We were lucky to catch up with Cat Cox recently and have shared our conversation below.
Cat, thanks for joining us, excited to have you contributing your stories and insights. Looking back, do you think you started your business at the right time? Do you wish you had started sooner or later
Sometimes I wish I would have started my business sooner. Baking is a very physical job. It requires a lot of energy and lifting. Production baking is not what most people imagine – decorating cutesy cupcakes. It is physically demanding. We are often working in a very hot environment, standing on our feet for 10 hours a day, slinging 50 lb bags of flour. I’ll be 42 soon, and sometimes I wonder about how long I can do this work. Ultimately, though I don’t think I knew enough when I was younger about the business to maybe pull it off at the caliber I can now.
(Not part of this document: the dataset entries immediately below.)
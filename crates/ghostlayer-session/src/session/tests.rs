//! Tests for the session controller

use super::*;
use crate::store::MemoryRuleStore;
use ghostlayer_redact::{EngineConfig, ToggleReconciliation};

fn session() -> Session {
    Session::new(SessionConfig::default())
}

fn texts(session: &Session) -> Vec<&str> {
    session.matches().iter().map(|m| m.text.as_str()).collect()
}

#[test]
fn test_set_text_detects_and_renders() {
    let mut session = session();
    session.set_text("Email: a@b.com");

    assert_eq!(texts(&session), vec!["a@b.com"]);
    assert_eq!(session.redacted_text(), "Email: [EMAIL_1]");
    assert!(session.can_undo());
}

#[test]
fn test_add_user_rule_redacts_every_mention() {
    let mut session = session();
    session.set_text("John Smith called. Later John Smith wrote back.");

    let id = session.add_user_rule("  John Smith ", Category::UserMemory);
    assert!(id.is_some());
    assert_eq!(session.rules().user_rules[0].text, "John Smith");
    assert_eq!(session.matches().len(), 2);
    assert_eq!(
        session.redacted_text(),
        "[MEMORY_1] called. Later [MEMORY_1] wrote back."
    );

    let notification = session.notification().unwrap();
    assert_eq!(notification.message, "Added to Memory");
    assert_eq!(notification.kind, NotificationKind::Success);
}

#[test]
fn test_duplicate_and_blank_rules_are_ignored() {
    let mut session = session();
    session.add_user_rule("John Smith", Category::UserMemory).unwrap();
    session.dismiss_notification();

    assert!(session.add_user_rule("John Smith ", Category::UserMemory).is_none());
    assert!(session.add_user_rule("   ", Category::UserMemory).is_none());
    assert_eq!(session.rules().user_rules.len(), 1);
    assert!(session.notification().is_none());

    // Same phrase under another category is a distinct rule
    assert!(session.add_user_rule("John Smith", Category::PersonName).is_some());
    assert_eq!(session.rules().user_rules.len(), 2);
}

#[test]
fn test_user_rule_lifecycle() {
    let mut session = session();
    session.set_text("Ask Jane Roe about it");
    let id = session.add_user_rule("Jane Roe", Category::UserMemory).unwrap();
    assert_eq!(session.matches().len(), 1);

    session.update_user_rule_category(&id, Category::PersonName).unwrap();
    assert_eq!(session.matches()[0].category, Category::PersonName);
    assert_eq!(session.redacted_text(), "Ask [PERSON_NAME_1] about it");

    session.toggle_user_rule(&id).unwrap();
    assert!(!session.rules().user_rules[0].enabled);
    assert!(session.matches().is_empty());

    let removed = session.remove_user_rule(&id).unwrap();
    assert_eq!(removed.text, "Jane Roe");
    assert!(session.rules().user_rules.is_empty());
}

#[test]
fn test_unknown_ids_are_not_found() {
    let mut session = session();
    session.set_text("Email: a@b.com");
    let before = session.history.past_len();

    assert!(matches!(session.toggle_user_rule("missing"), Err(Error::NotFound(_))));
    assert!(matches!(session.remove_custom_pattern("missing"), Err(Error::NotFound(_))));
    assert!(matches!(session.toggle_match("missing"), Err(Error::NotFound(_))));
    assert_eq!(session.history.past_len(), before);
}

#[test]
fn test_undo_redo_rules_and_text() {
    let mut session = session();
    session.set_text("John Smith, a@b.com");
    session.add_user_rule("John Smith", Category::UserMemory).unwrap();
    assert_eq!(session.matches().len(), 2);

    assert!(session.undo());
    assert!(session.rules().user_rules.is_empty());
    assert_eq!(texts(&session), vec!["a@b.com"]);
    assert_eq!(session.notification().unwrap().message, "Undo");

    assert!(session.undo());
    assert_eq!(session.text(), "");
    assert!(session.matches().is_empty());
    assert!(!session.undo());

    assert!(session.redo());
    assert!(session.redo());
    assert_eq!(session.rules().user_rules.len(), 1);
    assert_eq!(session.matches().len(), 2);
    assert_eq!(session.notification().unwrap().message, "Redo");
    assert!(!session.redo());
}

#[test]
fn test_new_action_clears_redo() {
    let mut session = session();
    session.set_text("a@b.com");
    session.set_text("c@d.com");
    session.undo();
    assert!(session.can_redo());

    session.set_text("e@f.com");
    assert!(!session.can_redo());
}

#[test]
fn test_toggle_match_undo_is_exact() {
    let mut session = session();
    session.set_text("a@b.com c@d.com");
    let id = session.matches()[0].id.clone();

    session.toggle_match(&id).unwrap();
    assert!(!session.matches()[0].is_redacted);
    assert_eq!(session.redacted_text(), "a@b.com [EMAIL_2]");

    session.undo();
    assert!(session.matches().iter().all(|m| m.is_redacted));
    assert_eq!(session.redacted_text(), "[EMAIL_1] [EMAIL_2]");

    session.redo();
    assert!(!session.matches()[0].is_redacted);
    assert!(session.matches()[1].is_redacted);
    assert_eq!(session.redacted_text(), "a@b.com [EMAIL_2]");
}

#[test]
fn test_toggle_keeps_other_tags_stable() {
    let mut session = session();
    session.set_text("a@x.com and b@y.com");
    assert_eq!(session.redacted_text(), "[EMAIL_1] and [EMAIL_2]");
    let first = session.matches()[0].id.clone();

    session.toggle_match(&first).unwrap();
    assert_eq!(session.redacted_text(), "a@x.com and [EMAIL_2]");
    assert_eq!(session.matches()[0].replacement_tag, None);

    // A transcript produced before the toggle must not resolve to the other entity
    let restored = session.restore_text("Reply sent to [EMAIL_1] only");
    assert!(!restored.contains("b@y.com"));
    assert_eq!(session.restore_text("Forward [EMAIL_2]"), "Forward b@y.com");

    // Re-redacting takes the free number back
    session.toggle_match(&first).unwrap();
    assert_eq!(session.redacted_text(), "[EMAIL_1] and [EMAIL_2]");
    assert_eq!(session.restore_text("[EMAIL_1]"), "a@x.com");
}

#[test]
fn test_reredacted_match_reuses_entity_tag() {
    let mut session = session();
    session.set_text("a@x.com, b@y.com, A@X.com");
    assert_eq!(session.redacted_text(), "[EMAIL_1], [EMAIL_2], [EMAIL_1]");
    let last = session.matches()[2].id.clone();

    session.toggle_match(&last).unwrap();
    assert_eq!(session.redacted_text(), "[EMAIL_1], [EMAIL_2], A@X.com");

    session.toggle_match(&last).unwrap();
    assert_eq!(session.redacted_text(), "[EMAIL_1], [EMAIL_2], [EMAIL_1]");
}

#[test]
fn test_exclude_keeps_other_tags_stable() {
    let mut session = session();
    session.set_text("a@b.com c@d.com e@f.com");
    let id = session.matches()[0].id.clone();

    session.exclude_match(&id).unwrap();
    assert_eq!(session.redacted_text(), "a@b.com [EMAIL_2] [EMAIL_3]");
    assert_eq!(session.restore_text("[EMAIL_3]"), "e@f.com");

    session.restore_excluded_match(&id).unwrap();
    assert_eq!(session.redacted_text(), "[EMAIL_1] [EMAIL_2] [EMAIL_3]");
}

#[test]
fn test_exclude_and_restore_match() {
    let mut session = session();
    session.set_text("a@b.com c@d.com");
    let id = session.matches()[1].id.clone();

    session.exclude_match(&id).unwrap();
    let excluded = &session.matches()[1];
    assert!(excluded.excluded);
    assert!(excluded.is_redacted);
    assert!(excluded.excluded_at.is_some());
    assert!(excluded.replacement_tag.is_none());

    let stats = session.stats();
    assert_eq!(stats.total, 2);
    assert_eq!(stats.excluded, 1);
    assert_eq!(stats.redacted, 1);

    session.restore_excluded_match(&id).unwrap();
    assert!(!session.matches()[1].excluded);
    assert!(session.matches()[1].excluded_at.is_none());
    assert_eq!(session.redacted_text(), "[EMAIL_1] [EMAIL_2]");
}

#[test]
fn test_reset_reconciliation_drops_toggles_on_edit() {
    let mut session = session();
    session.set_text("a@b.com");
    let id = session.matches()[0].id.clone();
    session.toggle_match(&id).unwrap();

    session.set_text("a@b.com again");
    assert!(session.matches()[0].is_redacted);
}

#[test]
fn test_entity_key_reconciliation_keeps_toggles_on_edit() {
    let config = SessionConfig {
        engine: EngineConfig {
            toggle_reconciliation: ToggleReconciliation::EntityKey,
            ..EngineConfig::default()
        },
        ..SessionConfig::default()
    };
    let mut session = Session::new(config);
    session.set_text("a@b.com");
    let id = session.matches()[0].id.clone();
    session.toggle_match(&id).unwrap();

    session.set_text("> a@b.com and c@d.com");
    assert!(!session.matches()[0].is_redacted);
    assert!(session.matches()[1].is_redacted);
    assert_eq!(session.redacted_text(), "> a@b.com and [EMAIL_1]");
}

#[test]
fn test_entity_key_reconciliation_leaves_untouched_siblings_redacted() {
    let config = SessionConfig {
        engine: EngineConfig {
            toggle_reconciliation: ToggleReconciliation::EntityKey,
            ..EngineConfig::default()
        },
        ..SessionConfig::default()
    };
    let mut session = Session::new(config);
    session.set_text("first a@b.com then a@b.com again");
    let id = session.matches()[0].id.clone();
    session.toggle_match(&id).unwrap();
    assert_eq!(session.redacted_text(), "first a@b.com then [EMAIL_1] again");

    assert!(session.add_to_whitelist("unrelated phrase"));
    assert!(!session.matches()[0].is_redacted);
    assert!(session.matches()[1].is_redacted);
    assert_eq!(session.redacted_text(), "first a@b.com then [EMAIL_1] again");
}

#[test]
fn test_custom_pattern_lifecycle() {
    let mut session = session();
    session.set_text("Ticket TCK-1042 opened");

    let id = session
        .add_custom_pattern("ticket", r"TCK-\d+", Category::Custom)
        .unwrap();
    assert!(session.matches().iter().any(|m| m.text == "TCK-1042"));

    session.toggle_custom_pattern(&id).unwrap();
    assert!(!session.rules().custom_patterns[0].active);
    assert!(session.matches().iter().all(|m| m.text != "TCK-1042"));

    let removed = session.remove_custom_pattern(&id).unwrap();
    assert_eq!(removed.name, "ticket");
    assert!(session.rules().custom_patterns.is_empty());
}

#[test]
fn test_unsafe_custom_pattern_is_rejected() {
    let mut session = session();
    session.set_text("aaaa");
    let before = session.history.past_len();

    let err = session
        .add_custom_pattern("bad", "(a+)+", Category::Custom)
        .unwrap_err();
    assert!(err.is_pattern_rejection());
    assert!(session.rules().custom_patterns.is_empty());
    assert_eq!(session.history.past_len(), before);
    assert_eq!(session.notification().unwrap().kind, NotificationKind::Error);

    let err = session.add_custom_pattern("broken", "(", Category::Custom).unwrap_err();
    assert!(matches!(err, Error::InvalidPattern { .. }));
}

#[test]
fn test_whitelist_phrase_and_category() {
    let mut session = session();
    session.set_text("Write to support@company.com or a@b.com");
    assert_eq!(session.matches().len(), 2);

    assert!(session.add_to_whitelist(" support@company.com "));
    assert_eq!(texts(&session), vec!["a@b.com"]);
    assert_eq!(session.notification().unwrap().message, "Added to Whitelist");

    assert!(!session.add_to_whitelist("support@company.com"));
    assert!(!session.add_to_whitelist("  "));

    assert!(session.add_to_whitelist(Category::Email));
    assert!(session.matches().is_empty());

    assert!(session.remove_from_whitelist(&WhitelistEntry::Category(Category::Email)));
    assert!(!session.remove_from_whitelist(&WhitelistEntry::Category(Category::Email)));
    assert_eq!(texts(&session), vec!["a@b.com"]);
}

#[test]
fn test_restore_text_keeps_output() {
    let mut session = session();
    session.set_text("Email: a@b.com");
    assert!(session.restored_output().is_none());

    let restored = session.restore_text("Reply sent to [EMAIL_1], not [EMAIL_9].");
    assert_eq!(restored, "Reply sent to a@b.com, not [EMAIL_9].");
    assert_eq!(session.restored_output(), Some(restored.as_str()));
}

#[test]
fn test_clear_sensitive_data_keeps_rules() {
    let mut session = session();
    session.set_text("John Smith, a@b.com");
    session.add_user_rule("John Smith", Category::UserMemory).unwrap();
    session.restore_text("[EMAIL_1]");

    session.clear_sensitive_data();
    assert_eq!(session.text(), "");
    assert!(session.matches().is_empty());
    assert!(session.restored_output().is_none());
    assert!(session.notification().is_none());
    assert!(!session.can_undo());
    assert!(!session.can_redo());
    assert_eq!(session.rules().user_rules.len(), 1);
}

#[test]
fn test_history_limit() {
    let config = SessionConfig {
        history_limit: 2,
        ..SessionConfig::default()
    };
    let mut session = Session::new(config);
    for text in ["one", "two", "three", "four"] {
        session.set_text(text);
    }

    assert!(session.undo());
    assert!(session.undo());
    assert!(!session.undo());
    assert_eq!(session.text(), "two");
}

#[tokio::test]
async fn test_load_and_persist() {
    let store = MemoryRuleStore::new();
    let mut session = Session::load(SessionConfig::default(), &store).await.unwrap();
    assert!(session.rules().is_empty());

    session.add_user_rule("John Smith", Category::UserMemory).unwrap();
    session.add_to_whitelist(Category::Date);
    session.persist(&store).await.unwrap();

    let reopened = Session::load(SessionConfig::default(), &store).await.unwrap();
    assert_eq!(reopened.rules(), session.rules());
    assert!(reopened.text().is_empty());
    assert!(!reopened.can_undo());
}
I started Country Bird Bakery 2 years ago. I have worked in kitchens since 2010 when I took a job as a prep cook after a major life shift. I had been living in NYC working at a paper making studio working with artist to create handmade paper art. However, after the market crashed I decided I was ready to leave NYC and do something completely different. I moved to Marfa, TX. I thought I would start my own paper making studio, but the space I had lined up fell through. I took a bartending gig and then a job as a prep cook in one of the 2 nice restaurants in town. I had always baked as a hobby at home, and most of the work was baking, so I really enjoyed learning how to bake in a commercial setting. I quickly worked my way up and ended up as the Chef Du Cuisine and worked there for several years running that kitchen.
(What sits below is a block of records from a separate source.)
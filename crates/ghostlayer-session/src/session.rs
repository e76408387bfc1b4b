//! Session controller
//!
//! A `Session` owns the working text, the rule set and the current match
//! list. Every mutating action snapshots the state it is about to change,
//! applies the change and re-runs detection. Snapshots hold text, rules and
//! the recorded state of every match; matches are always recomputed from
//! them. Toggling or excluding a match is not a detection run, so it leaves
//! every other tag as it was.

use chrono::Utc;
use ghostlayer_core::{
    Category, CustomPattern, Error, Match, Result, ToggleOverride, UserRule, WhitelistEntry,
};
use ghostlayer_redact::{
    reattach_tags, render_redacted, restore, retag_match, validate_custom_pattern_with,
    OverrideScope, RedactionEngine, RedactionStats, RuleSet,
};
use tracing::{debug, info};

use crate::config::SessionConfig;
use crate::history::History;
use crate::notification::{Notification, NotificationKind, NotificationSlot};
use crate::store::RuleStore;

/// Undo/redo unit
#[derive(Debug, Clone, PartialEq)]
pub struct Snapshot {
    pub text: String,
    pub rules: RuleSet,
    pub overrides: Vec<ToggleOverride>,
}

#[derive(Debug)]
pub struct Session {
    engine: RedactionEngine,
    text: String,
    rules: RuleSet,
    matches: Vec<Match>,
    history: History<Snapshot>,
    notification: NotificationSlot,
    restored_output: Option<String>,
}

impl Session {
    pub fn new(config: SessionConfig) -> Self {
        Self::with_rules(config, RuleSet::default())
    }

    pub fn with_rules(config: SessionConfig, rules: RuleSet) -> Self {
        Self {
            engine: RedactionEngine::new(config.engine.clone()),
            text: String::new(),
            rules,
            matches: Vec::new(),
            history: History::new(config.history_limit),
            notification: NotificationSlot::new(config.notification_ttl()),
            restored_output: None,
        }
    }

    /// Open a session with the rules held by `store`
    pub async fn load(config: SessionConfig, store: &dyn RuleStore) -> Result<Self> {
        let rules = store.load().await?;
        info!(
            "Session loaded {} rules, {} patterns, {} whitelist entries",
            rules.user_rules.len(),
            rules.custom_patterns.len(),
            rules.whitelist.len()
        );
        Ok(Self::with_rules(config, rules))
    }

    /// Write the current rules to `store`
    pub async fn persist(&self, store: &dyn RuleStore) -> Result<()> {
        store.save(&self.rules).await?;
        info!("Session rules persisted");
        Ok(())
    }

    pub fn text(&self) -> &str {
        &self.text
    }

    pub fn rules(&self) -> &RuleSet {
        &self.rules
    }

    pub fn matches(&self) -> &[Match] {
        &self.matches
    }

    pub fn engine(&self) -> &RedactionEngine {
        &self.engine
    }

    pub fn redacted_text(&self) -> String {
        render_redacted(&self.text, &self.matches)
    }

    pub fn stats(&self) -> RedactionStats {
        RedactionStats::from_matches(&self.matches)
    }

    pub fn notification(&self) -> Option<&Notification> {
        self.notification.current()
    }

    pub fn notification_slot(&self) -> &NotificationSlot {
        &self.notification
    }

    pub fn dismiss_notification(&mut self) {
        self.notification.dismiss();
    }

    /// Output of the last `restore_text` call
    pub fn restored_output(&self) -> Option<&str> {
        self.restored_output.as_deref()
    }

    pub fn can_undo(&self) -> bool {
        self.history.can_undo()
    }

    pub fn can_redo(&self) -> bool {
        self.history.can_redo()
    }

    /// Replace the working text
    pub fn set_text(&mut self, text: impl Into<String>) {
        self.record();
        self.text = text.into();
        self.redetect();
    }

    /// Teach a phrase; blank and duplicate phrases are ignored
    pub fn add_user_rule(&mut self, text: &str, category: Category) -> Option<String> {
        let clean = text.trim();
        if clean.is_empty() || self.rules.user_rules.iter().any(|r| r.same_rule(clean, category)) {
            return None;
        }

        self.record();
        let rule = UserRule::new(clean, category);
        let id = rule.id.clone();
        self.rules.user_rules.push(rule);
        self.notify("Added to Memory", NotificationKind::Success);
        self.redetect();
        Some(id)
    }

    pub fn update_user_rule_category(&mut self, id: &str, category: Category) -> Result<()> {
        let index = self.user_rule_index(id)?;
        self.record();
        self.rules.user_rules[index].category = category;
        self.redetect();
        Ok(())
    }

    pub fn toggle_user_rule(&mut self, id: &str) -> Result<()> {
        let index = self.user_rule_index(id)?;
        self.record();
        let rule = &mut self.rules.user_rules[index];
        rule.enabled = !rule.enabled;
        self.redetect();
        Ok(())
    }

    pub fn remove_user_rule(&mut self, id: &str) -> Result<UserRule> {
        let index = self.user_rule_index(id)?;
        self.record();
        let removed = self.rules.user_rules.remove(index);
        self.redetect();
        Ok(removed)
    }

    /// Add a custom pattern after it passes the safety gate
    pub fn add_custom_pattern(&mut self, name: &str, regex: &str, category: Category) -> Result<String> {
        if let Err(e) = validate_custom_pattern_with(regex, &self.engine.config().safety) {
            self.notify(e.to_string(), NotificationKind::Error);
            return Err(e);
        }

        self.record();
        let pattern = CustomPattern::new(name.trim(), regex).with_category(category);
        let id = pattern.id.clone();
        self.rules.custom_patterns.push(pattern);
        self.redetect();
        Ok(id)
    }

    pub fn toggle_custom_pattern(&mut self, id: &str) -> Result<()> {
        let index = self.custom_pattern_index(id)?;
        self.record();
        let pattern = &mut self.rules.custom_patterns[index];
        pattern.active = !pattern.active;
        self.redetect();
        Ok(())
    }

    pub fn remove_custom_pattern(&mut self, id: &str) -> Result<CustomPattern> {
        let index = self.custom_pattern_index(id)?;
        self.record();
        let removed = self.rules.custom_patterns.remove(index);
        self.redetect();
        Ok(removed)
    }

    /// Exempt a phrase or a category; returns false for blanks and duplicates
    pub fn add_to_whitelist(&mut self, entry: impl Into<WhitelistEntry>) -> bool {
        let entry = match entry.into() {
            WhitelistEntry::Phrase(phrase) => {
                let clean = phrase.trim();
                if clean.is_empty() {
                    return false;
                }
                WhitelistEntry::Phrase(clean.to_string())
            }
            category => category,
        };
        if self.rules.whitelist.contains(&entry) {
            return false;
        }

        self.record();
        self.rules.whitelist.push(entry);
        self.notify("Added to Whitelist", NotificationKind::Success);
        self.redetect();
        true
    }

    pub fn remove_from_whitelist(&mut self, entry: &WhitelistEntry) -> bool {
        let Some(index) = self.rules.whitelist.iter().position(|e| e == entry) else {
            return false;
        };

        self.record();
        self.rules.whitelist.remove(index);
        self.redetect();
        true
    }

    /// Flip a match between redacted and kept
    pub fn toggle_match(&mut self, id: &str) -> Result<()> {
        self.update_match(id, |m| m.is_redacted = !m.is_redacted)
    }

    /// Suppress redaction of one match without touching its category
    pub fn exclude_match(&mut self, id: &str) -> Result<()> {
        self.update_match(id, |m| {
            m.excluded = true;
            m.excluded_at = Some(Utc::now());
        })
    }

    pub fn restore_excluded_match(&mut self, id: &str) -> Result<()> {
        self.update_match(id, |m| {
            m.excluded = false;
            m.excluded_at = None;
        })
    }

    /// Swap tags in rewritten text back to the originals of the current run
    pub fn restore_text(&mut self, tagged: &str) -> String {
        let output = restore(tagged, &self.matches);
        self.restored_output = Some(output.clone());
        output
    }

    /// Drop the working text and everything derived from it
    ///
    /// Undo history is discarded too, since snapshots carry the text. Rules,
    /// patterns and the whitelist are kept.
    pub fn clear_sensitive_data(&mut self) {
        self.text.clear();
        self.matches.clear();
        self.restored_output = None;
        self.history.clear();
        self.notification.dismiss();
        info!("Sensitive session data cleared");
    }

    pub fn undo(&mut self) -> bool {
        let current = self.snapshot();
        let Some(previous) = self.history.undo(current) else {
            return false;
        };

        self.apply_snapshot(previous);
        self.notify("Undo", NotificationKind::Info);
        info!("Undo ({} steps left)", self.history.past_len());
        true
    }

    pub fn redo(&mut self) -> bool {
        let current = self.snapshot();
        let Some(next) = self.history.redo(current) else {
            return false;
        };

        self.apply_snapshot(next);
        self.notify("Redo", NotificationKind::Info);
        info!("Redo ({} steps left)", self.history.future_len());
        true
    }

    fn snapshot(&self) -> Snapshot {
        Snapshot {
            text: self.text.clone(),
            rules: self.rules.clone(),
            overrides: ToggleOverride::collect(&self.matches),
        }
    }

    fn record(&mut self) {
        let snapshot = self.snapshot();
        self.history.record(snapshot);
    }

    fn apply_snapshot(&mut self, snapshot: Snapshot) {
        self.text = snapshot.text;
        self.rules = snapshot.rules;
        self.matches = self.engine.detect_with(
            &self.text,
            &self.rules,
            &snapshot.overrides,
            OverrideScope::ExactSpan,
        );
        reattach_tags(&mut self.matches, &snapshot.overrides);
    }

    fn redetect(&mut self) {
        let previous = ToggleOverride::collect(&self.matches);
        self.matches = self.engine.detect_reconciled(&self.text, &self.rules, &previous);
        debug!("Re-detected {} matches", self.matches.len());
    }

    fn update_match(&mut self, id: &str, change: impl FnOnce(&mut Match)) -> Result<()> {
        let index = self
            .matches
            .iter()
            .position(|m| m.id == id)
            .ok_or_else(|| Error::NotFound(format!("Match {}", id)))?;

        self.record();
        change(&mut self.matches[index]);
        retag_match(&mut self.matches, index);
        Ok(())
    }

    fn user_rule_index(&self, id: &str) -> Result<usize> {
        self.rules
            .user_rules
            .iter()
            .position(|r| r.id == id)
            .ok_or_else(|| Error::NotFound(format!("User rule {}", id)))
    }

    fn custom_pattern_index(&self, id: &str) -> Result<usize> {
        self.rules
            .custom_patterns
            .iter()
            .position(|p| p.id == id)
            .ok_or_else(|| Error::NotFound(format!("Custom pattern {}", id)))
    }

    fn notify(&mut self, message: impl Into<String>, kind: NotificationKind) {
        self.notification.show(message, kind);
    }
}

#[cfg(test)]
mod tests;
After getting a little burnt out on restaurant life (working nights), I decided to move back to my home town, Tulsa. I found a job as a garden educator (K-5). I did that for a couple of years. After swearing off restaurant work, I eventually ended up back in a kitchen, part time. Then later full time, because it didn’t feel like a real restaurant. Living Kitchen Farm and Dairy serves tasting menu dinners in a cabin in the woods Fri-Sun, 9 months out of the year. So, I always joke that I got tricked back into working in a restaurant. The owner wanted to do a bread course in the menu and I had a renewed obsession with sourdough. The 10 course menu changed entirely every other week. So I got to be creative and try new things often. I was putting grains in the smoker, fermenting porridges to add to the bread, etc. People loved the bread and wanted to buy it, but we weren’t set up for production. We simply didn’t have the equipment to do that. So, I decided when we closed for our off season (Jan-Mar) in 2019 I would teach sourdough classes. They sold out so quickly, I decided to add more, and those sold out.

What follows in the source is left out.